I genitori avevano capito presto la piega presa dalla sua vita. Non le rimproveravano nulla, ma qualche volta rimanevano silenziosi, fra le foto dei loro genitori, i nonni di Dorotea, e dei parenti vivi e scomparsi. Quando tornava a casa la accoglievano con affetto immutato anzi con una premura seria e un po' triste. I soldi che ogni volta Dorotea lasciava nel cassetto della cucina servivano alla famiglia. Solo una volta che lei era presente con il fratello più piccolo, in un giorno di parata, il padre uscì di casa bruscamente, senza salutare nessuno, quadrato, insaccato nell'uniforme coperta di medaglie, duro come il manico di una scure.

Avrebbe ricevuto per la sua prestazione la somma di ottocento euro in una busta chiusa da un certo venditore di vino al minuto, e quello sarebbe stato il segno di accettazione. Perplessa si avviò a piedi verso il vinaio. Non sapeva chi sarebbe salito sull'autobus. Sapeva solo che doveva restare ferma e lasciarsi toccare, come se l'incontro fosse casuale. La cosa sarebbe finita quando il cliente si fosse allontanato o, al massimo, al capolinea del bus. Avrebbe deciso il cliente come continuare la cosa. Lei aveva ricevuto un paio di indirizzi di alberghi dove poteva portarlo. Gilberto pensava a tutto. Si fermava a guardare le vetrine e a pensare cosa avrebbe potuto comprare con gli ottocento euro, che poteva avere tutti gli uomini che voleva e che quella proposta era forse un po' strana. Ma nemmeno tanto, la cifra era buona e la pena poca. Così da un negozio all'altro arrivò dove c'era la busta magnetica. Il vinaio sapeva ormai qualcosa di lei e della sua storia, la riceveva con premura e rifiutava ogni volta qualsiasi pagamento delle sue consumazioni. Sorridendo Dorotea prese la busta e se la mise in borsa. Poi bevve la sua aranciata, sorrise e uscì.

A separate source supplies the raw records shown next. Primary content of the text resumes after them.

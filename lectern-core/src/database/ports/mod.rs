//! Repository ports consumed by application services.
//!
//! Implementations live under `database::infrastructure::postgres`; handler
//! tests substitute mock implementations (feature `mocks`).

pub mod catalog;
pub mod enrollments;
pub mod watch_progress;

pub use catalog::{CatalogRepository, LectureUpdate, NewCourse, NewLecture, NewSection};
pub use enrollments::EnrollmentsRepository;
pub use watch_progress::WatchProgressRepository;
pub mod catalog;
pub mod enrollments;
pub mod watch_progress;

pub use catalog::PostgresCatalogRepository;
pub use enrollments::PostgresEnrollmentsRepository;
pub use watch_progress::PostgresWatchProgressRepository;
use std::collections::HashSet;
use std::sync::Arc;

use tracing::{debug, info};

use lectern_model::{CourseId, LectureId, UserId, WatchedProgress};

use crate::application::unit_of_work::AppUnitOfWork;
use crate::domain::progress::{completion_percentage, report_completes_lecture};
use crate::error::{CoreError, Result};

/// Outcome of one progress report, for the HTTP response.
#[derive(Debug, Clone, PartialEq)]
pub struct ProgressReportOutcome {
    pub stored: WatchedProgress,
    /// True only on the false -> true completion transition.
    pub newly_completed: bool,
    /// Enrollment percentage after this report.
    pub enrollment_progress: i32,
    pub enrollment_completed: bool,
}

/// Records playback beacons and keeps the derived enrollment percentages
/// consistent with the completed-lecture set.
///
/// Beacons are at-least-once and may arrive out of order (periodic timer,
/// unload, explicit end-of-video); every step here is idempotent and the
/// duration update is monotonic at the storage layer, so re-delivery and
/// races never regress state.
#[derive(Clone, Debug)]
pub struct ProgressService {
    uow: Arc<AppUnitOfWork>,
}

impl ProgressService {
    pub fn new(uow: Arc<AppUnitOfWork>) -> Self {
        Self { uow }
    }

    pub async fn report_progress(
        &self,
        user_id: UserId,
        course_id: CourseId,
        lecture_id: LectureId,
        watched_seconds: i32,
        claimed_completed: bool,
    ) -> Result<ProgressReportOutcome> {
        if watched_seconds < 0 {
            return Err(CoreError::Validation(
                "watched duration must not be negative".into(),
            ));
        }

        let enrollment = self
            .uow
            .enrollments
            .get(user_id, course_id)
            .await?
            .ok_or_else(|| {
                CoreError::Forbidden("you are not enrolled in this course".into())
            })?;

        // Reject a lecture id that resolves under a different course before
        // touching any state.
        let lecture = self
            .uow
            .catalog
            .get_lecture(lecture_id)
            .await?
            .filter(|l| !l.is_deleted)
            .ok_or_else(|| CoreError::NotFound(format!("lecture {lecture_id}")))?;
        let section = self
            .uow
            .catalog
            .get_section(lecture.section_id)
            .await?
            .filter(|s| !s.is_deleted)
            .ok_or_else(|| CoreError::NotFound(format!("lecture {lecture_id}")))?;
        if section.course_id != course_id {
            return Err(CoreError::NotFound(format!(
                "lecture {lecture_id} does not belong to course {course_id}"
            )));
        }

        let completes = report_completes_lecture(
            watched_seconds,
            lecture.duration_seconds,
            claimed_completed,
        );

        let stored = self
            .uow
            .watch_progress
            .upsert_monotonic(user_id, course_id, lecture_id, watched_seconds, completes)
            .await?;

        // The resume pointer always reflects the most recent activity, even
        // when the monotonic rule discarded the duration itself.
        self.uow
            .enrollments
            .touch_last_access(enrollment.id, lecture_id)
            .await?;

        let mut newly_completed = false;
        let mut progress = enrollment.progress;
        let mut completed = enrollment.completed;

        if stored.is_completed {
            newly_completed = self
                .uow
                .enrollments
                .add_completed_lecture(enrollment.id, lecture_id)
                .await?;
            if newly_completed {
                (progress, completed) = self.recompute_enrollment_progress(enrollment.id).await?;
                info!(
                    %user_id, %course_id, %lecture_id, progress,
                    "lecture completed"
                );
            } else {
                debug!(%user_id, %lecture_id, "completion beacon re-delivered; no-op");
            }
        }

        Ok(ProgressReportOutcome {
            stored,
            newly_completed,
            enrollment_progress: progress,
            enrollment_completed: completed,
        })
    }

    /// Derive the enrollment percentage from the completed set and the
    /// current active lecture count, and persist it.
    ///
    /// Both sides of the division come from the active tree: completed-set
    /// entries whose lecture has since been deleted drop out of the
    /// numerator (prune-on-read), so the percentage stays bounded.
    pub async fn recompute_enrollment_progress(
        &self,
        enrollment_id: lectern_model::EnrollmentId,
    ) -> Result<(i32, bool)> {
        let enrollment = self
            .uow
            .enrollments
            .get_by_id(enrollment_id)
            .await?
            .ok_or_else(|| CoreError::NotFound(format!("enrollment {enrollment_id}")))?;

        let total = self
            .uow
            .catalog
            .count_active_lectures_in_course(enrollment.course_id)
            .await?;
        let completed_count = self
            .uow
            .enrollments
            .count_completed_active_lectures(enrollment_id)
            .await?;

        let progress = completion_percentage(completed_count.max(0) as u64, total.max(0) as u64);
        let completed = progress == 100;

        self.uow
            .enrollments
            .set_progress(enrollment_id, progress, completed)
            .await?;

        Ok((progress, completed))
    }

    /// Per-section percentage for the learner content view, same canonical
    /// formula scoped to one section's active lectures.
    pub async fn section_progress(
        &self,
        section_id: lectern_model::SectionId,
        completed_lecture_ids: &HashSet<LectureId>,
    ) -> Result<i32> {
        let lectures = self.uow.catalog.active_lectures(section_id).await?;
        let completed = lectures
            .iter()
            .filter(|l| completed_lecture_ids.contains(&l.id))
            .count() as u64;
        Ok(completion_percentage(completed, lectures.len() as u64))
    }
}
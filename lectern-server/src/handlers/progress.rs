//! Watch-progress reporting and the enrolled learner's course view.

use std::collections::HashSet;

use axum::{
    Extension, Json,
    extract::{Path, State},
    http::StatusCode,
};
use serde::{Deserialize, Serialize};

use lectern_model::{CourseId, EnrollmentId, LectureId, SectionId};

use crate::auth::AuthenticatedUser;
use crate::errors::{AppError, AppResult};
use crate::handlers::catalog::{SectionView, assemble_sections, require_visible_course};
use crate::infra::app_state::AppState;

/// Beacon body. The aliases keep older players sending the original
/// camelCase keys working.
#[derive(Debug, Deserialize)]
pub struct ProgressReport {
    #[serde(alias = "watchedDuration")]
    pub watched_seconds: i32,
    /// Player-asserted completion (e.g. the `ended` event fired).
    #[serde(default, alias = "isLectureCompleted")]
    pub completed: bool,
}

#[derive(Debug, Serialize)]
pub struct ProgressReportResponse {
    pub lecture_id: LectureId,
    pub watched_seconds: i32,
    pub is_completed: bool,
    pub newly_completed: bool,
    pub course_progress: i32,
    pub course_completed: bool,
}

/// POST /user/courses/{course_id}/lectures/{lecture_id}/progress
///
/// Playback beacon. Requires enrollment even for free-preview lectures;
/// anonymous preview playback is not tracked.
pub async fn report_progress(
    State(state): State<AppState>,
    Extension(user): Extension<AuthenticatedUser>,
    Path((course_id, lecture_id)): Path<(CourseId, LectureId)>,
    Json(report): Json<ProgressReport>,
) -> AppResult<Json<ProgressReportResponse>> {
    let outcome = state
        .progress
        .report_progress(
            user.id,
            course_id,
            lecture_id,
            report.watched_seconds,
            report.completed,
        )
        .await?;

    Ok(Json(ProgressReportResponse {
        lecture_id,
        watched_seconds: outcome.stored.watched_seconds,
        is_completed: outcome.stored.is_completed,
        newly_completed: outcome.newly_completed,
        course_progress: outcome.enrollment_progress,
        course_completed: outcome.enrollment_completed,
    }))
}

#[derive(Debug, Serialize)]
pub struct SectionProgressView {
    #[serde(flatten)]
    pub section: SectionView,
    /// Completion percentage over this section's active lectures.
    pub progress: i32,
}

#[derive(Debug, Serialize)]
pub struct EnrolledContentResponse {
    pub course_id: CourseId,
    pub enrollment_id: EnrollmentId,
    pub progress: i32,
    pub completed: bool,
    pub completed_lecture_ids: Vec<LectureId>,
    pub sections: Vec<SectionProgressView>,
}

/// GET /user/courses/{course_id}/content
///
/// The enrolled learner's view: full listing with playback URLs plus
/// per-section and overall completion.
pub async fn get_course_content(
    State(state): State<AppState>,
    Extension(user): Extension<AuthenticatedUser>,
    Path(course_id): Path<CourseId>,
) -> AppResult<Json<EnrolledContentResponse>> {
    require_visible_course(&state, course_id, Some(&user)).await?;

    let enrollment = state
        .unit_of_work
        .enrollments
        .get(user.id, course_id)
        .await?
        .ok_or_else(|| AppError::forbidden("you are not enrolled in this course"))?;

    let completed_ids = state
        .unit_of_work
        .enrollments
        .completed_lecture_ids(enrollment.id)
        .await?;
    let completed_set: HashSet<LectureId> = completed_ids.iter().copied().collect();

    let sections = assemble_sections(&state, course_id, true).await?;
    let mut views = Vec::with_capacity(sections.len());
    for section in sections {
        let progress = state
            .progress
            .section_progress(section.id, &completed_set)
            .await?;
        views.push(SectionProgressView { section, progress });
    }

    Ok(Json(EnrolledContentResponse {
        course_id,
        enrollment_id: enrollment.id,
        progress: enrollment.progress,
        completed: enrollment.completed,
        completed_lecture_ids: completed_ids,
        sections: views,
    }))
}

#[derive(Debug, Serialize)]
pub struct ResumeResponse {
    pub course_id: CourseId,
    pub progress: i32,
    pub completed: bool,
    #[serde(skip_serializing_if = "Option::is_none")]
    pub lecture_id: Option<LectureId>,
    #[serde(skip_serializing_if = "Option::is_none")]
    pub section_id: Option<SectionId>,
    #[serde(skip_serializing_if = "Option::is_none")]
    pub watched_seconds: Option<i32>,
}

/// GET /user/courses/{course_id}/resume
///
/// Where to drop the learner back in. Empty pointer when nothing has been
/// watched yet or the last lecture has since been removed.
pub async fn get_resume(
    State(state): State<AppState>,
    Extension(user): Extension<AuthenticatedUser>,
    Path(course_id): Path<CourseId>,
) -> AppResult<(StatusCode, Json<ResumeResponse>)> {
    let (enrollment, lecture) = state.enrollment.resume_point(user.id, course_id).await?;

    let watched = match &lecture {
        Some(l) => {
            state
                .unit_of_work
                .watch_progress
                .get(user.id, course_id, l.id)
                .await?
        }
        None => None,
    };

    Ok((
        StatusCode::OK,
        Json(ResumeResponse {
            course_id,
            progress: enrollment.progress,
            completed: enrollment.completed,
            lecture_id: lecture.as_ref().map(|l| l.id),
            section_id: lecture.as_ref().map(|l| l.section_id),
            watched_seconds: watched.map(|w| w.watched_seconds),
        }),
    ))
}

Verso le 18:30, dopo una doccia lunga e calda come una sauna e la cura del corpo che le permette di decidere della sua vita, andò al capolinea del 101 nell' autostazione, fredda come una trota nella giornata piovosa. Aveva avuto il suo compenso in anticipo e si sentiva impegnata, ma non trovava la cosa in sé attraente e sperava che si risolvesse presto. Una fermata prima di quella indicata andò nello spazio dei passeggeri in piedi e si attaccò al mancorrente in alto, sollevando il seno e appoggiando la testa al braccio sinistro. Fuori era buio e freddo e c'erano parecchi passeggeri in piedi. Alla fermata concordata cercò di vedere chi saliva. Una coppia di filippini sui quarant'anni non lontana si mise a baciarsi un modo spudorato. Lei aveva l'aria di una domestica grassoccia. I suoi denti d'oro luccicavano quando infilava con visibile eccitazione la lingua in bocca al suo amico.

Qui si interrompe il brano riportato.